Tudo bem, como caiu, lá se pôs de pé, com auxílio, claro, porque como sabem a gravidade ajuda mais na descida…
No dia seguinte, com o orgulho ainda a recuperar, lá fiz o exame e toma lá a carta, que já estás uns anos atrasada.
Bem, com a carta nas mãos só havia uma coisa a fazer: comprar a minha companheira de aventuras. Queria comprar uma moto para ir ao café, mas o café que idealizava ficava a alguns milhares de quilómetros.
Pensei, com os meus altivos 1,6 metros, vou comprar uma Big Trail, porquê? Bem, primeiro o café que imaginava ficava no fim do mundo e depois, 50 pares de sapatos, exigem malas grandes!
Depois de algumas noites a ver ensaios e vídeos de motos e com a sugestão de um amigo, lá pensei: vou comprar uma Triumph Tiger 800 xc, com rodas grandes e raios, tchiii raios, que pinta! E malas, grandes…
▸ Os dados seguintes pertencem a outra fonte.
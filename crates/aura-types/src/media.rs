//! Metadata describing a URL before download.

use serde::{Deserialize, Serialize};

/// Summary of a media URL, produced by the metadata probe.
#[derive(Debug, Clone, PartialEq, Serialize, Deserialize)]
pub struct MediaInfo {
    /// Title of the video or playlist.
    pub title: String,
    /// Duration in seconds, 0 when unknown.
    #[serde(rename = "duration")]
    pub duration_seconds: f64,
    /// Whether the URL resolved to a playlist.
    pub is_playlist: bool,
    /// Number of playlist entries, 1 for a single item.
    #[serde(rename = "entries_count")]
    pub entry_count: usize,
    /// Format descriptors as reported by the downloader, passed through untouched.
    #[serde(rename = "formats")]
    pub available_formats: Vec<serde_json::Value>,
}

impl MediaInfo {
    /// Title used when the downloader reports none.
    pub const UNKNOWN_TITLE: &'static str = "Unknown Title";

    /// Builds a summary from the downloader's JSON dump (`-J --flat-playlist`).
    ///
    /// # Errors
    ///
    /// Returns an error if the bytes are not valid JSON.
    pub fn from_probe_json(bytes: &[u8]) -> Result<Self, serde_json::Error> {
        let dump: ProbeDump = serde_json::from_slice(bytes)?;

        let is_playlist = dump.entries.is_some() || dump.kind.as_deref() == Some("playlist");
        let entry_count = if is_playlist {
            dump.entries.as_ref().map_or(0, Vec::len)
        } else {
            1
        };

        Ok(Self {
            title: dump
                .title
                .unwrap_or_else(|| Self::UNKNOWN_TITLE.to_string()),
            duration_seconds: dump.duration.filter(|d| d.is_finite() && *d >= 0.0).unwrap_or(0.0),
            is_playlist,
            entry_count,
            available_formats: dump.formats.unwrap_or_default(),
        })
    }
}

#[derive(Debug, Deserialize)]
struct ProbeDump {
    title: Option<String>,
    duration: Option<f64>,
    #[serde(rename = "_type")]
    kind: Option<String>,
    entries: Option<Vec<serde_json::Value>>,
    formats: Option<Vec<serde_json::Value>>,
}
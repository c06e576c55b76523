//! Core types for the aura media download pipeline.
//!
//! This crate provides the data structures shared by every stage of a job:
//!
//! - [`DownloadRequest`] - A validated download request
//! - [`RequestPayload`] - The request as posted by the UI
//! - [`Quality`] - Video quality tier
//! - [`Timestamp`] / [`TrimRange`] - Section of media to keep
//! - [`MediaInfo`] - Metadata probe summary
//! - [`JobEvent`] - Live job output and terminal status

#![doc(issue_tracker_base_url = "https://github.com/aura-downloader/aura/issues/")]
#![cfg_attr(docsrs, feature(doc_cfg, doc_auto_cfg))]
#![warn(missing_docs)]
#![forbid(unsafe_code)]

mod error;
mod event;
mod media;
mod quality;
mod request;
mod trim_range;

pub use error::{QualityParseError, RequestError, Result, TimestampParseError, TrimRangeError};
pub use event::{JobEvent, RATE_LIMITED_MESSAGE, WireEvent};
pub use media::MediaInfo;
pub use quality::Quality;
pub use request::{DownloadRequest, Mode, RequestPayload, Scope, default_download_dir};
pub use trim_range::{Timestamp, TrimRange};
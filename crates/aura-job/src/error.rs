//! Error types for download jobs.

use aura_fetch::{ExitReport, ProcessError};
use aura_types::{JobEvent, RequestError};
use std::path::PathBuf;
use thiserror::Error;

use crate::JobState;

/// Result type alias for job operations.
pub type Result<T> = std::result::Result<T, JobError>;

/// Errors that end a job.
///
/// Every variant maps to exactly one terminal [`JobEvent`].
#[derive(Error, Debug)]
pub enum JobError {
    /// The request was rejected before any process started.
    #[error(transparent)]
    Input(#[from] RequestError),

    /// The destination directory could not be created.
    #[error("Failed to create download directory '{path}': {source}")]
    CreateDir {
        /// The directory.
        path: PathBuf,
        /// Underlying error.
        source: std::io::Error,
    },

    /// A tool was missing or could not be started.
    #[error(transparent)]
    Tool(#[from] ProcessError),

    /// The downloader exited unsuccessfully.
    #[error("Download failed ({})", .exit.describe())]
    DownloadFailed {
        /// How the downloader ended.
        exit: ExitReport,
    },

    /// The host throttled the download.
    #[error("{}", aura_types::RATE_LIMITED_MESSAGE)]
    RateLimited,

    /// The transcoder exited unsuccessfully while trimming.
    #[error("Trim failed ({}); the original file was kept", .exit.describe())]
    TrimFailed {
        /// How the transcoder ended.
        exit: ExitReport,
    },

    /// The trimmed file could not replace the original.
    #[error(transparent)]
    Replace(#[from] ReplaceError),

    /// The job attempted a state change outside the state machine.
    #[error(transparent)]
    Transition(#[from] TransitionError),
}

impl JobError {
    /// Converts the error into the job's terminal event.
    #[must_use]
    pub fn to_event(&self) -> JobEvent {
        match self {
            Self::RateLimited => JobEvent::RateLimited,
            other => JobEvent::StatusFailed(other.to_string()),
        }
    }

    /// State the job ends in for this error.
    #[must_use]
    pub const fn terminal_state(&self) -> JobState {
        match self {
            Self::RateLimited => JobState::RateLimited,
            Self::TrimFailed { .. } | Self::Replace(_) => JobState::TrimFailed,
            _ => JobState::Failed,
        }
    }
}

/// Errors while swapping a trimmed file in for the original.
///
/// In every case the original content is still present and the trimmed file
/// is left in place for inspection.
#[derive(Error, Debug)]
pub enum ReplaceError {
    /// The original could not be moved aside; nothing changed.
    #[error("Could not move '{}' aside: {source}. Trimmed copy kept at '{}'", .original.display(), .trimmed.display())]
    Backup {
        /// The original file.
        original: PathBuf,
        /// The trimmed file.
        trimmed: PathBuf,
        /// Underlying error.
        source: std::io::Error,
    },

    /// The trimmed file could not be renamed; the original was restored.
    #[error("Could not replace '{}': {source}. Original restored, trimmed copy kept at '{}'", .original.display(), .trimmed.display())]
    Rename {
        /// The original file.
        original: PathBuf,
        /// The trimmed file.
        trimmed: PathBuf,
        /// Underlying error.
        source: std::io::Error,
    },

    /// The rename failed and the original could not be restored either.
    #[error("Could not replace '{}' and could not restore it: {source}. Original is at '{}', trimmed copy at '{}'", .original.display(), .backup.display(), .trimmed.display())]
    Restore {
        /// The original file path.
        original: PathBuf,
        /// Where the original content now lives.
        backup: PathBuf,
        /// The trimmed file.
        trimmed: PathBuf,
        /// Underlying error from the restore attempt.
        source: std::io::Error,
    },
}

/// A state change the job state machine does not allow.
#[derive(Error, Debug, Clone, Copy, PartialEq, Eq)]
#[error("Invalid job transition from {from} to {to}")]
pub struct TransitionError {
    /// Current state.
    pub from: JobState,
    /// Requested state.
    pub to: JobState,
}

#[cfg(test)]
mod tests {
    use super::*;
    use aura_types::RATE_LIMITED_MESSAGE;

    #[test]
    fn test_event_mapping() {
        assert_eq!(JobError::RateLimited.to_event(), JobEvent::RateLimited);
        assert_eq!(JobError::RateLimited.to_string(), RATE_LIMITED_MESSAGE);

        let failed = JobError::DownloadFailed {
            exit: ExitReport {
                code: Some(1),
                terminated: false,
            },
        };
        assert_eq!(
            failed.to_event(),
            JobEvent::StatusFailed("Download failed (exit code 1)".into())
        );
        assert_eq!(failed.terminal_state(), JobState::Failed);
    }

    #[test]
    fn test_input_error_message_passes_through() {
        let err = JobError::from(RequestError::MissingUrl);
        assert_eq!(err.to_string(), "No URL provided");
    }

    #[test]
    fn test_trim_errors_end_in_trim_failed() {
        let err = JobError::TrimFailed {
            exit: ExitReport {
                code: Some(187),
                terminated: false,
            },
        };
        assert_eq!(err.terminal_state(), JobState::TrimFailed);
        assert!(err.to_string().contains("exit code 187"));
    }
}
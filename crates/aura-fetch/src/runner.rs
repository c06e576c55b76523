//! Spawning external tools and streaming their output.
//!
//! Standard output and standard error of a streamed process share one OS
//! pipe, so lines arrive in the order the child wrote them.

use std::ffi::OsString;
use std::io::PipeReader;
use std::process::Stdio;
use std::time::Duration;
use thiserror::Error;
use tokio::process::{Child, Command};
use tokio::sync::mpsc;
use tokio::task::JoinHandle;

use crate::split::LineSplitter;
use crate::tools::ToolCommand;

/// How long the drain task may keep running after the child has been reaped.
const DRAIN_GRACE: Duration = Duration::from_secs(2);

const READ_CHUNK: usize = 8 * 1024;

/// Errors that can occur while running an external tool.
#[derive(Error, Debug)]
pub enum ProcessError {
    /// The program could not be found.
    #[error("{tool} was not found. Install it or put it on PATH.")]
    ToolMissing {
        /// Tool display name.
        tool: String,
    },

    /// The program exists but could not be started.
    #[error("Failed to start {tool}: {source}")]
    Spawn {
        /// Tool display name.
        tool: String,
        /// Underlying error.
        source: std::io::Error,
    },

    /// I/O failure while talking to a running process.
    #[error("I/O error: {0}")]
    Io(#[from] std::io::Error),
}

impl ProcessError {
    fn from_spawn(tool: &ToolCommand, err: std::io::Error) -> Self {
        match err.kind() {
            std::io::ErrorKind::NotFound => Self::ToolMissing {
                tool: tool.display_name(),
            },
            _ => Self::Spawn {
                tool: tool.display_name(),
                source: err,
            },
        }
    }
}

/// How a process ended.
#[derive(Debug, Clone, Copy, PartialEq, Eq)]
pub struct ExitReport {
    /// Exit code, `None` if the process was ended by a signal.
    pub code: Option<i32>,
    /// Whether [`RunningProcess::terminate`] was called.
    pub terminated: bool,
}

impl ExitReport {
    /// Returns true if the process exited with code 0 on its own.
    #[must_use]
    pub const fn success(&self) -> bool {
        matches!(self.code, Some(0)) && !self.terminated
    }

    /// Describes the exit for user-facing messages.
    #[must_use]
    pub fn describe(&self) -> String {
        match self.code {
            Some(code) => format!("exit code {code}"),
            None => "terminated by signal".to_string(),
        }
    }
}

/// Captured result of a run-to-completion invocation.
#[derive(Debug, Clone)]
pub struct CapturedOutput {
    /// Exit report.
    pub exit: ExitReport,
    /// Raw standard output.
    pub stdout: Vec<u8>,
    /// Standard error, lossily decoded.
    pub stderr: String,
}

/// Starts external tools with piped output.
#[derive(Debug, Clone, Copy)]
pub struct ProcessRunner {
    line_buffer: usize,
}

impl Default for ProcessRunner {
    fn default() -> Self {
        Self::new(256)
    }
}

impl ProcessRunner {
    /// Creates a runner whose output channel holds up to `line_buffer` lines.
    #[must_use]
    pub const fn new(line_buffer: usize) -> Self {
        Self {
            line_buffer: if line_buffer == 0 { 1 } else { line_buffer },
        }
    }

    fn command(tool: &ToolCommand, args: &[OsString]) -> Command {
        let mut cmd = Command::new(&tool.program);
        cmd.args(&tool.leading_args)
            .args(args)
            .stdin(Stdio::null())
            .kill_on_drop(true);
        cmd
    }

    /// Starts `tool` with `args` and begins draining its combined output.
    ///
    /// # Errors
    ///
    /// Returns [`ProcessError::ToolMissing`] if the program does not exist and
    /// [`ProcessError::Spawn`] for any other start failure.
    pub fn spawn(
        &self,
        tool: &ToolCommand,
        args: &[OsString],
    ) -> Result<RunningProcess, ProcessError> {
        log::debug!("spawning {} with {} args", tool.program.display(), args.len());
        let (reader, writer) = std::io::pipe()?;

        let mut cmd = Self::command(tool, args);
        cmd.stdout(writer.try_clone()?).stderr(writer);
        let child = cmd.spawn().map_err(|e| ProcessError::from_spawn(tool, e))?;
        // The parent's write ends must close, or the reader never sees EOF.
        drop(cmd);

        let (tx, rx) = mpsc::channel(self.line_buffer);
        let drain = start_drain(reader, tx)?;

        Ok(RunningProcess {
            tool: tool.display_name(),
            child,
            lines: rx,
            drain,
            terminated: false,
        })
    }

    /// Runs `tool` to completion and captures stdout and stderr separately.
    ///
    /// # Errors
    ///
    /// Returns an error if the process cannot be started or waited on.
    pub async fn output(
        &self,
        tool: &ToolCommand,
        args: &[OsString],
    ) -> Result<CapturedOutput, ProcessError> {
        log::debug!("running {} to completion", tool.program.display());
        let output = Self::command(tool, args)
            .stdout(Stdio::piped())
            .stderr(Stdio::piped())
            .output()
            .await
            .map_err(|e| ProcessError::from_spawn(tool, e))?;
        Ok(CapturedOutput {
            exit: ExitReport {
                code: output.status.code(),
                terminated: false,
            },
            stdout: output.stdout,
            stderr: String::from_utf8_lossy(&output.stderr).into_owned(),
        })
    }
}

/// A started tool whose output is being drained.
///
/// The child is killed if this handle is dropped before [`finish`](Self::finish).
#[derive(Debug)]
pub struct RunningProcess {
    tool: String,
    child: Child,
    lines: mpsc::Receiver<String>,
    drain: JoinHandle<()>,
    terminated: bool,
}

impl RunningProcess {
    /// Returns the next output line, or `None` once the output is exhausted.
    pub async fn next_line(&mut self) -> Option<String> {
        self.lines.recv().await
    }

    /// Kills the process.
    ///
    /// This is a hard kill (`SIGKILL` on unix): the tool gets no chance to
    /// clean up partial files, and any helper process it started keeps
    /// running until it exits on its own. Never fails; a process that has
    /// already exited is left alone.
    pub fn terminate(&mut self) {
        self.terminated = true;
        if let Err(e) = self.child.start_kill() {
            log::debug!("kill request for {} ignored: {e}", self.tool);
        }
    }

    /// Reaps the process and returns how it ended.
    ///
    /// Lines not yet read are discarded.
    ///
    /// # Errors
    ///
    /// Returns an error if waiting on the child fails.
    pub async fn finish(mut self) -> Result<ExitReport, ProcessError> {
        self.lines.close();
        let status = self.child.wait().await?;

        if tokio::time::timeout(DRAIN_GRACE, &mut self.drain).await.is_err() {
            log::warn!("{} output drain did not finish in time", self.tool);
            self.drain.abort();
        }

        let report = ExitReport {
            code: status.code(),
            terminated: self.terminated,
        };
        log::debug!("{} finished: {}", self.tool, report.describe());
        Ok(report)
    }
}

#[cfg(unix)]
fn start_drain(reader: PipeReader, tx: mpsc::Sender<String>) -> std::io::Result<JoinHandle<()>> {
    let receiver = tokio::net::unix::pipe::Receiver::from_owned_fd(reader.into())?;
    Ok(tokio::spawn(drain(receiver, tx)))
}

#[cfg(not(unix))]
fn start_drain(reader: PipeReader, tx: mpsc::Sender<String>) -> std::io::Result<JoinHandle<()>> {
    Ok(tokio::task::spawn_blocking(move || {
        drain_blocking(reader, tx);
    }))
}

#[cfg(unix)]
async fn drain<R>(mut reader: R, tx: mpsc::Sender<String>)
where
    R: tokio::io::AsyncRead + Unpin,
{
    use tokio::io::AsyncReadExt;

    let mut splitter = LineSplitter::new();
    let mut buf = vec![0u8; READ_CHUNK];
    let mut open = true;

    loop {
        let n = match reader.read(&mut buf).await {
            Ok(0) => break,
            Ok(n) => n,
            Err(e) if e.kind() == std::io::ErrorKind::Interrupted => continue,
            Err(e) => {
                log::debug!("read from output pipe failed: {e}");
                break;
            }
        };

        let lines = splitter.push(&buf[..n]);
        if !open {
            continue;
        }
        for text in lines {
            if tx.send(text).await.is_err() {
                // Keep reading so the child never blocks on a full pipe.
                open = false;
                break;
            }
        }
    }

    if open && let Some(text) = splitter.finish() {
        let _ = tx.send(text).await;
    }
}

#[cfg(not(unix))]
fn drain_blocking<R: std::io::Read>(mut reader: R, tx: mpsc::Sender<String>) {
    let mut splitter = LineSplitter::new();
    let mut buf = vec![0u8; READ_CHUNK];
    let mut open = true;

    loop {
        let n = match reader.read(&mut buf) {
            Ok(0) => break,
            Ok(n) => n,
            Err(e) if e.kind() == std::io::ErrorKind::Interrupted => continue,
            Err(e) => {
                log::debug!("read from output pipe failed: {e}");
                break;
            }
        };

        let lines = splitter.push(&buf[..n]);
        if !open {
            continue;
        }
        for text in lines {
            if tx.blocking_send(text).is_err() {
                open = false;
                break;
            }
        }
    }

    if open && let Some(text) = splitter.finish() {
        let _ = tx.blocking_send(text);
    }
}
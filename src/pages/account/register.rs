use axum::{extract::State, http::HeaderMap, Json};
use serde_json::{json, Value};

use crate::{
    libs::{perm::Action, time::TIME},
    log,
    model::User,
    pages::AppState,
    verify_perms, Response, ResponseResult,
};

use super::get_user;

/// 管理员注册新用户
pub async fn register_user(
    State(state): State<AppState>,
    headers: HeaderMap,
    Json(value): Json<Value>,
) -> ResponseResult {
    let operator = get_user(&state, &headers).await?;
    verify_perms!(operator, Action::ManageUsers);
    let mut info: User = serde_json::from_value(value)?;
    info.name = info.name.trim().to_owned();
    info.email = info.email.trim().to_owned();
    info.registered = TIME::now().date();
    info.validate()?;
    let user = state
        .db
        .users
        .insert_checked(info, |users, info| {
            match users.iter().any(|u| u.same_email(&info.email)) {
                true => Err(Response::already_exist(format!("邮箱 {} 已被使用", info.email))),
                false => Ok(()),
            }
        })
        .await?;
    log!(
        "{} 注册了用户 {}({})，角色 {}",
        operator.name,
        user.name,
        user.id,
        user.role.as_str()
    );
    Ok(Response::created(json!(user.info())))
}
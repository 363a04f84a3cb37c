use axum::{
    extract::{Query, State},
    http::HeaderMap,
    routing::get,
    Router,
};
use serde::Deserialize;
use serde_json::json;

use crate::{
    libs::{dser::deser_empty_to_none, time::TIME},
    model::Sale,
    pages::{get_user, AppState},
    report::{self, format_currency, Period},
    Response, ResponseResult,
};

use super::sale::{visible_sales, SaleQuery};

pub fn report_router() -> Router<AppState> {
    Router::new()
        .route("/reports/sales", get(sales_by_period))
        .route("/reports/payments", get(payment_shares))
        .route("/reports/sellers", get(seller_shares))
        .route("/reports/products", get(top_products))
        .route("/reports/summary", get(dashboard_summary))
}

#[derive(Debug, Default, Deserialize)]
pub struct ReportQuery {
    #[serde(default, deserialize_with = "deser_empty_to_none")]
    pub period: Option<String>,
    #[serde(default, deserialize_with = "deser_empty_to_none")]
    pub from: Option<String>,
    #[serde(default, deserialize_with = "deser_empty_to_none")]
    pub to: Option<String>,
    /// 是否补齐空周期，默认补齐
    #[serde(default, deserialize_with = "deser_empty_to_none")]
    pub fill: Option<String>,
    #[serde(default)]
    pub limit: Option<usize>,
}

impl ReportQuery {
    pub fn period(&self) -> Result<Period, Response> {
        self.period
            .as_deref()
            .map_or(Ok(Period::default()), str::parse::<Period>)
    }
    fn fill(&self) -> bool {
        !matches!(self.fill.as_deref(), Some("false" | "0"))
    }
    pub fn sale_query(&self) -> SaleQuery {
        SaleQuery {
            from: self.from.clone(),
            to: self.to.clone(),
            ..Default::default()
        }
    }
}

/// 报表用的销售数据，销售员只统计自己的
pub async fn report_sales(
    state: &AppState,
    headers: &HeaderMap,
    query: &ReportQuery,
) -> Result<Vec<Sale>, Response> {
    let user = get_user(state, headers).await?;
    visible_sales(state, &user, &query.sale_query()).await
}

async fn sales_by_period(
    State(state): State<AppState>,
    headers: HeaderMap,
    Query(query): Query<ReportQuery>,
) -> ResponseResult {
    let period = query.period()?;
    let sales = report_sales(&state, &headers, &query).await?;
    let mut buckets = report::group_by_period(&sales, period, |s| s.amount);
    if query.fill() {
        buckets = report::fill_gaps(buckets, period);
    }
    Ok(Response::ok(json!(buckets)))
}

async fn payment_shares(
    State(state): State<AppState>,
    headers: HeaderMap,
    Query(query): Query<ReportQuery>,
) -> ResponseResult {
    let sales = report_sales(&state, &headers, &query).await?;
    let shares = report::share_by(
        &sales,
        |s| s.payment_method.as_str().to_owned(),
        |s| s.amount,
    );
    Ok(Response::ok(json!(shares)))
}

async fn seller_shares(
    State(state): State<AppState>,
    headers: HeaderMap,
    Query(query): Query<ReportQuery>,
) -> ResponseResult {
    let sales = report_sales(&state, &headers, &query).await?;
    let shares = report::share_by(&sales, |s| s.seller.clone(), |s| s.amount);
    Ok(Response::ok(json!(shares)))
}

async fn top_products(
    State(state): State<AppState>,
    headers: HeaderMap,
    Query(query): Query<ReportQuery>,
) -> ResponseResult {
    let sales = report_sales(&state, &headers, &query).await?;
    let ranks = report::top_products(&sales, query.limit.unwrap_or(10));
    Ok(Response::ok(json!(ranks)))
}

async fn dashboard_summary(
    State(state): State<AppState>,
    headers: HeaderMap,
    Query(query): Query<ReportQuery>,
) -> ResponseResult {
    let sales = report_sales(&state, &headers, &query).await?;
    let orders = state.db.orders.all().await;
    let products = state.db.products.all().await;
    let summary = report::summary(
        &sales,
        &orders,
        &products,
        TIME::now().date(),
        state.config.low_stock(),
    );
    let symbol = state.config.currency();
    Ok(Response::ok(json!({
        "currency": symbol,
        "summary": summary,
        "formatted": {
            "today_total": format_currency(summary.today_total, symbol),
            "month_total": format_currency(summary.month_total, symbol),
            "total": format_currency(summary.total, symbol),
            "average_ticket": format_currency(summary.average_ticket, symbol),
            "pending_amount": format_currency(summary.pending_amount, symbol),
        },
    })))
}
/// 金额格式化：千分位、两位小数，`format_currency(-1234.5, "$") == "-$1,234.50"`
pub fn format_currency(amount: f64, symbol: &str) -> String {
    if !amount.is_finite() {
        return format!("{symbol}0.00");
    }
    let text = format!("{:.2}", amount.abs());
    let (int, frac) = text.split_once('.').unwrap_or((text.as_str(), "00"));
    let mut grouped = String::with_capacity(int.len() + int.len() / 3);
    for (i, c) in int.chars().enumerate() {
        if i > 0 && (int.len() - i) % 3 == 0 {
            grouped.push(',');
        }
        grouped.push(c);
    }
    // -0.001 之类四舍五入后为0，不显示负号
    let negative = amount < 0.0 && text.chars().any(|c| c != '0' && c != '.');
    format!("{}{symbol}{grouped}.{frac}", if negative { "-" } else { "" })
}

#[cfg(test)]
mod tests {
    use super::*;

    #[test]
    fn groups_thousands() {
        assert_eq!(format_currency(0.0, "$"), "$0.00");
        assert_eq!(format_currency(999.999, "$"), "$1,000.00");
        assert_eq!(format_currency(1234.5, "$"), "$1,234.50");
        assert_eq!(format_currency(1234567.891, "€"), "€1,234,567.89");
        assert_eq!(format_currency(100.0, ""), "100.00");
    }

    #[test]
    fn negatives_and_edge_cases() {
        assert_eq!(format_currency(-3.5, "$"), "-$3.50");
        assert_eq!(format_currency(-0.001, "$"), "$0.00");
        assert_eq!(format_currency(f64::NAN, "$"), "$0.00");
    }
}
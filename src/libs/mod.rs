pub mod cache;
pub mod dser;
pub mod headers;
pub mod perm;
pub mod time;
pub mod validate;

use rand::Rng;

/// 三目运算符，用宏简单实现
#[macro_export]
macro_rules! do_if {
    ($pat:expr => $suc:expr, $e:expr) => {
        if $pat {
            $suc
        } else {
            $e
        }
    };
}

/// 随机生成编号，`exists` 返回 true 时重新生成。
///
/// 只对当前内存中的列表去重，多个客户端同时创建时不保证全局唯一。
pub fn gen_id(prefix: &str, exists: impl Fn(&str) -> bool) -> String {
    let mut rng = rand::thread_rng();
    loop {
        let id = format!("{}-{:06}", prefix, rng.gen_range(0..1_000_000u32));
        if !exists(&id) {
            return id;
        }
    }
}

/// 保留两位小数
pub fn round2(value: f64) -> f64 {
    (value * 100.0).round() / 100.0
}
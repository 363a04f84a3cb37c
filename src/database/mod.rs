mod table;

use std::{
    path::{Path, PathBuf},
    sync::Arc,
};

pub use table::Table;

use crate::{
    libs::{cache, time::TIME},
    model::{Order, Product, Role, Sale, TokenStamp, User},
    Response,
};

pub type DB = Arc<Database>;

/// 所有数据文件
#[derive(Debug)]
pub struct Database {
    dir: PathBuf,
    pub sales: Table<Sale>,
    pub products: Table<Product>,
    pub orders: Table<Order>,
    pub users: Table<User>,
    /// 吊销时间落盘，重启后旧 token 仍然无效
    pub tokens: Table<TokenStamp>,
}

impl Database {
    pub const DEFAULT_ADMIN_EMAIL: &'static str = "admin@admin.com";
    pub const DEFAULT_ADMIN_PASSWORD: &'static str = "admin";

    /// 打开数据目录，没有任何用户时创建默认管理员
    pub async fn open(dir: impl AsRef<Path>) -> Result<Database, Response> {
        let dir = dir.as_ref().to_path_buf();
        std::fs::create_dir_all(&dir)?;
        let db = Database {
            sales: Table::load(&dir)?,
            products: Table::load(&dir)?,
            orders: Table::load(&dir)?,
            users: Table::load(&dir)?,
            tokens: Table::load(&dir)?,
            dir,
        };
        for stamp in db.tokens.all().await {
            cache::restore(&stamp.id, stamp.tbn);
        }
        if db.users.is_empty().await {
            db.users
                .insert(User {
                    id: String::new(),
                    name: "Administrador".to_owned(),
                    email: Self::DEFAULT_ADMIN_EMAIL.to_owned(),
                    password: Self::DEFAULT_ADMIN_PASSWORD.to_owned(),
                    role: Role::Admin,
                    active: true,
                    registered: TIME::now().date(),
                })
                .await?;
            tracing::warn!(
                "没有任何用户，已创建默认管理员 {}，请尽快修改密码",
                Self::DEFAULT_ADMIN_EMAIL
            );
        }
        crate::log!("数据目录 {}", db.dir.display());
        Ok(db)
    }

    pub fn dir(&self) -> &Path {
        &self.dir
    }

    /// 令该用户此前签发的 token 全部失效，先写缓存再落盘
    pub async fn revoke_tokens(&self, user_id: &str) -> Result<i64, Response> {
        let tbn = cache::revoke_tokens(user_id, TIME::now().millis());
        let stamp = TokenStamp {
            id: user_id.to_owned(),
            tbn,
        };
        self.tokens.upsert(stamp).await?;
        Ok(tbn)
    }
}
Quando disse ao meu amigo que ia comprar a Tiger, o coitado andou umas noites sem dormir, costuma-se dizer que a ignorância é uma bênção, no meu caso, fez de mim ousada e talvez um pouco inconsciente, não sei porquê, afinal era só uma moto com rodas grandes.
Em março de 2021 lá comprei a máquina, em segunda mão, estava linda, limpinha, é verdade, para os amigos que me conhecem, sim, a minha moto já esteve limpinha!
Quando a fui buscar, notei uma coisa de imediato: a moto não tinha só as rodas grandes… raio, era preciso uma escada e os pés ficavam, como direi? Faltava um pouco mais que um danoninho…
E agora? Bem, isto dá para baixar? Dá, mete-se uma cena aqui na suspensão e fica mais baixa, e ficou. Cheguei com as pontas dos pés, tipo bailarina, mas com menos glamour.
Depois, bem, depois veio a epopeia, apesar da gravidade do Newton me acompanhar ao longo destes últimos meses, foram 16 mil quilómetros de aventuras, por montanhas e vales. Desde a Andaluzia, Pirinéus, País Basco, Santander e até, imagine-se, voltas de barco no Mediterrânio, sem que tenha conseguido entrar em Marrocos.
Entretanto, descobri que as rodas grandes têm um significado: andam na terra. Por isso, decidi experimentar tal feito e lá fui, com a minha experiência zero, para provar que, quando se quer, até os deuses têm pena de nós. Com algumas dicas lá fui tentando e, imagine-se, acabei por me inscrever no Torres Vedras TT! Embora tenha feito uma pequena parte do percurso, deu para perceber que a moto na terra tem vida própria, mas com cuidadinho lá vai para onde a mandamos.
Enfim, muitas histórias para contar, aventuras, muita piada e alguma sorte.
Com este texto, e depois de tanto carinho que tenho recebido dentro e fora de portas, de tanta compaixão, amizade e admiração que têm partilhado comigo, gostava de partilhar um pouco mais desses 16 mil que já lá vão, e também dos 16 mil que se seguirão, para dizer apenas uma coisa. Não há obstáculo maior que nós próprios, viver as motos é uma questão de seguir o sonho e, depois, haverá sempre uma forma de dar a volta às rodas grandes.